_Task requirements_: Reproduce each line below without any alteration.

Material shown START

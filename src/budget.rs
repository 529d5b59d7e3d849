use chrono::NaiveDate;
use log::debug;
use serde::{Deserialize, Serialize};

use crate::schema::{Amount, Custom, DirectiveValue, LedgerEntry};

/// Directive type tag that marks a budget declaration.
pub const BUDGET_DIRECTIVE: &str = "budget";

/// Period label that enables the monthly rollover walk.
pub const MONTHLY_PERIOD: &str = "monthly";

/// One declared budget amount for a pattern, effective from `date`.
#[derive(Debug, Clone, PartialEq, Serialize, Deserialize)]
pub struct BudgetDefinition {
    pub date: NaiveDate,
    pub pattern: String,
    pub amount: Amount,
    pub period: String,
    pub rollover: bool,
}

impl BudgetDefinition {
    /// Rollover only ever applies to monthly budgets; other period labels are
    /// carried for display but never drive the rollover walk.
    pub fn rolls_over_monthly(&self) -> bool {
        self.rollover && self.period == MONTHLY_PERIOD
    }
}

/// The chronological history of redefinitions for one pattern.
///
/// Definitions are ascending by effective date; same-date redefinitions keep
/// their encounter order. Always non-empty.
#[derive(Debug, Clone, PartialEq, Serialize, Deserialize)]
pub struct BudgetSeries {
    pattern: String,
    definitions: Vec<BudgetDefinition>,
}

impl BudgetSeries {
    fn new(definition: BudgetDefinition) -> Self {
        Self {
            pattern: definition.pattern.clone(),
            definitions: vec![definition],
        }
    }

    pub fn pattern(&self) -> &str {
        &self.pattern
    }

    pub fn definitions(&self) -> &[BudgetDefinition] {
        &self.definitions
    }

    /// Earliest definition in the series.
    pub fn first(&self) -> &BudgetDefinition {
        &self.definitions[0]
    }

    /// Most recent definition in the series.
    pub fn latest(&self) -> &BudgetDefinition {
        &self.definitions[self.definitions.len() - 1]
    }

    /// The definition in force on `date`: the last one whose effective date
    /// is on or before it.
    pub fn active_at(&self, date: NaiveDate) -> Option<&BudgetDefinition> {
        self.definitions
            .iter()
            .take_while(|definition| definition.date <= date)
            .last()
    }

    fn push(&mut self, definition: BudgetDefinition) {
        self.definitions.push(definition);
    }

    fn sort_by_date(&mut self) {
        // Stable, so same-date redefinitions keep declaration order.
        self.definitions.sort_by_key(|definition| definition.date);
    }
}

/// All budget series, ordered by each pattern's first declaration.
///
/// The ordering fixes the specificity tie-break during usage attribution and
/// the row order of the final report. Patterns are compared case-sensitively,
/// so patterns differing only in case stay distinct.
#[derive(Debug, Clone, Default, PartialEq, Serialize, Deserialize)]
pub struct BudgetSet {
    series: Vec<BudgetSeries>,
}

impl BudgetSet {
    pub fn is_empty(&self) -> bool {
        self.series.is_empty()
    }

    pub fn len(&self) -> usize {
        self.series.len()
    }

    pub fn iter(&self) -> impl Iterator<Item = &BudgetSeries> {
        self.series.iter()
    }

    pub fn get(&self, pattern: &str) -> Option<&BudgetSeries> {
        self.series.iter().find(|series| series.pattern == pattern)
    }

    fn insert(&mut self, definition: BudgetDefinition) {
        match self
            .series
            .iter_mut()
            .find(|series| series.pattern == definition.pattern)
        {
            Some(series) => series.push(definition),
            None => self.series.push(BudgetSeries::new(definition)),
        }
    }

    fn sort_each_by_date(&mut self) {
        for series in &mut self.series {
            series.sort_by_date();
        }
    }
}

/// Extracts typed budget declarations from raw ledger directives.
pub struct BudgetParser<'a> {
    entries: &'a [LedgerEntry],
}

impl<'a> BudgetParser<'a> {
    pub fn new(entries: &'a [LedgerEntry]) -> Self {
        Self { entries }
    }

    /// Parses every `budget` directive dated strictly before `cutoff` into a
    /// [`BudgetSet`]. Malformed declarations are dropped, never surfaced: a
    /// single bad directive must not block the rest of the report.
    pub fn parse_definitions(&self, cutoff: NaiveDate) -> BudgetSet {
        let mut budgets = BudgetSet::default();
        for entry in self.entries {
            let Some(custom) = entry.as_custom() else {
                continue;
            };
            if custom.directive_type != BUDGET_DIRECTIVE || custom.date >= cutoff {
                continue;
            }
            match parse_declaration(custom) {
                Some(definition) => budgets.insert(definition),
                None => debug!(
                    "dropping malformed budget declaration dated {} ({} values)",
                    custom.date,
                    custom.values.len()
                ),
            }
        }
        budgets.sort_each_by_date();
        budgets
    }
}

fn parse_declaration(custom: &Custom) -> Option<BudgetDefinition> {
    if custom.values.len() < 3 {
        return None;
    }
    let pattern = custom.values[0].as_str()?.to_string();
    let period = custom.values[1].as_str()?.to_string();
    let amount = custom.values[2].to_amount()?;
    let rollover = custom
        .values
        .get(3)
        .and_then(DirectiveValue::as_str)
        .is_some_and(|flag| flag.eq_ignore_ascii_case("rollover"));

    Some(BudgetDefinition {
        date: custom.date,
        pattern,
        amount,
        period,
        rollover,
    })
}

Material shown END

_Exercise output_:
filename src/budget.rs
repository 529d5b59d7e3d849
use chrono::NaiveDate;
use log::debug;
use serde::{Deserialize, Serialize};

use crate::schema::{Amount, Custom, DirectiveValue, LedgerEntry};

/// Directive type tag that marks a budget declaration.
pub const BUDGET_DIRECTIVE: &str = "budget";

/// Period label that enables the monthly rollover walk.
pub const MONTHLY_PERIOD: &str = "monthly";

/// One declared budget amount for a pattern, effective from `date`.
#[derive(Debug, Clone, PartialEq, Serialize, Deserialize)]
pub struct BudgetDefinition {
    pub date: NaiveDate,
    pub pattern: String,
    pub amount: Amount,
    pub period: String,
    pub rollover: bool,
}

impl BudgetDefinition {
    /// Rollover only ever applies to monthly budgets; other period labels are
    /// carried for display but never drive the rollover walk.
    pub fn rolls_over_monthly(&self) -> bool {
        self.rollover && self.period == MONTHLY_PERIOD
    }
}

/// The chronological history of redefinitions for one pattern.
///
/// Definitions are ascending by effective date; same-date redefinitions keep
/// their encounter order. Always non-empty.
#[derive(Debug, Clone, PartialEq, Serialize, Deserialize)]
pub struct BudgetSeries {
    pattern: String,
    definitions: Vec<BudgetDefinition>,
}

impl BudgetSeries {
    fn new(definition: BudgetDefinition) -> Self {
        Self {
            pattern: definition.pattern.clone(),
            definitions: vec![definition],
        }
    }

    pub fn pattern(&self) -> &str {
        &self.pattern
    }

    pub fn definitions(&self) -> &[BudgetDefinition] {
        &self.definitions
    }

    /// Earliest definition in the series.
    pub fn first(&self) -> &BudgetDefinition {
        &self.definitions[0]
    }

    /// Most recent definition in the series.
    pub fn latest(&self) -> &BudgetDefinition {
        &self.definitions[self.definitions.len() - 1]
    }

    /// The definition in force on `date`: the last one whose effective date
    /// is on or before it.
    pub fn active_at(&self, date: NaiveDate) -> Option<&BudgetDefinition> {
        self.definitions
            .iter()
            .take_while(|definition| definition.date <= date)
            .last()
    }

    fn push(&mut self, definition: BudgetDefinition) {
        self.definitions.push(definition);
    }

    fn sort_by_date(&mut self) {
        // Stable, so same-date redefinitions keep declaration order.
        self.definitions.sort_by_key(|definition| definition.date);
    }
}

/// All budget series, ordered by each pattern's first declaration.
///
/// The ordering fixes the specificity tie-break during usage attribution and
/// the row order of the final report. Patterns are compared case-sensitively,
/// so patterns differing only in case stay distinct.
#[derive(Debug, Clone, Default, PartialEq, Serialize, Deserialize)]
pub struct BudgetSet {
    series: Vec<BudgetSeries>,
}

impl BudgetSet {
    pub fn is_empty(&self) -> bool {
        self.series.is_empty()
    }

    pub fn len(&self) -> usize {
        self.series.len()
    }

    pub fn iter(&self) -> impl Iterator<Item = &BudgetSeries> {
        self.series.iter()
    }

    pub fn get(&self, pattern: &str) -> Option<&BudgetSeries> {
        self.series.iter().find(|series| series.pattern == pattern)
    }

    fn insert(&mut self, definition: BudgetDefinition) {
        match self
            .series
            .iter_mut()
            .find(|series| series.pattern == definition.pattern)
        {
            Some(series) => series.push(definition),
            None => self.series.push(BudgetSeries::new(definition)),
        }
    }

    fn sort_each_by_date(&mut self) {
        for series in &mut self.series {
            series.sort_by_date();
        }
    }
}

/// Extracts typed budget declarations from raw ledger directives.
pub struct BudgetParser<'a> {
    entries: &'a [LedgerEntry],
}

impl<'a> BudgetParser<'a> {
    pub fn new(entries: &'a [LedgerEntry]) -> Self {
        Self { entries }
    }

    /// Parses every `budget` directive dated strictly before `cutoff` into a
    /// [`BudgetSet`]. Malformed declarations are dropped, never surfaced: a
    /// single bad directive must not block the rest of the report.
    pub fn parse_definitions(&self, cutoff: NaiveDate) -> BudgetSet {
        let mut budgets = BudgetSet::default();
        for entry in self.entries {
            let Some(custom) = entry.as_custom() else {
                continue;
            };
            if custom.directive_type != BUDGET_DIRECTIVE || custom.date >= cutoff {
                continue;
            }
            match parse_declaration(custom) {
                Some(definition) => budgets.insert(definition),
                None => debug!(
                    "dropping malformed budget declaration dated {} ({} values)",
                    custom.date,
                    custom.values.len()
                ),
            }
        }
        budgets.sort_each_by_date();
        budgets
    }
}

fn parse_declaration(custom: &Custom) -> Option<BudgetDefinition> {
    if custom.values.len() < 3 {
        return None;
    }
    let pattern = custom.values[0].as_str()?.to_string();
    let period = custom.values[1].as_str()?.to_string();
    let amount = custom.values[2].to_amount()?;
    let rollover = custom
        .values
        .get(3)
        .and_then(DirectiveValue::as_str)
        .is_some_and(|flag| flag.eq_ignore_ascii_case("rollover"));

    Some(BudgetDefinition {
        date: custom.date,
        pattern,
        amount,
        period,
        rollover,
    })
}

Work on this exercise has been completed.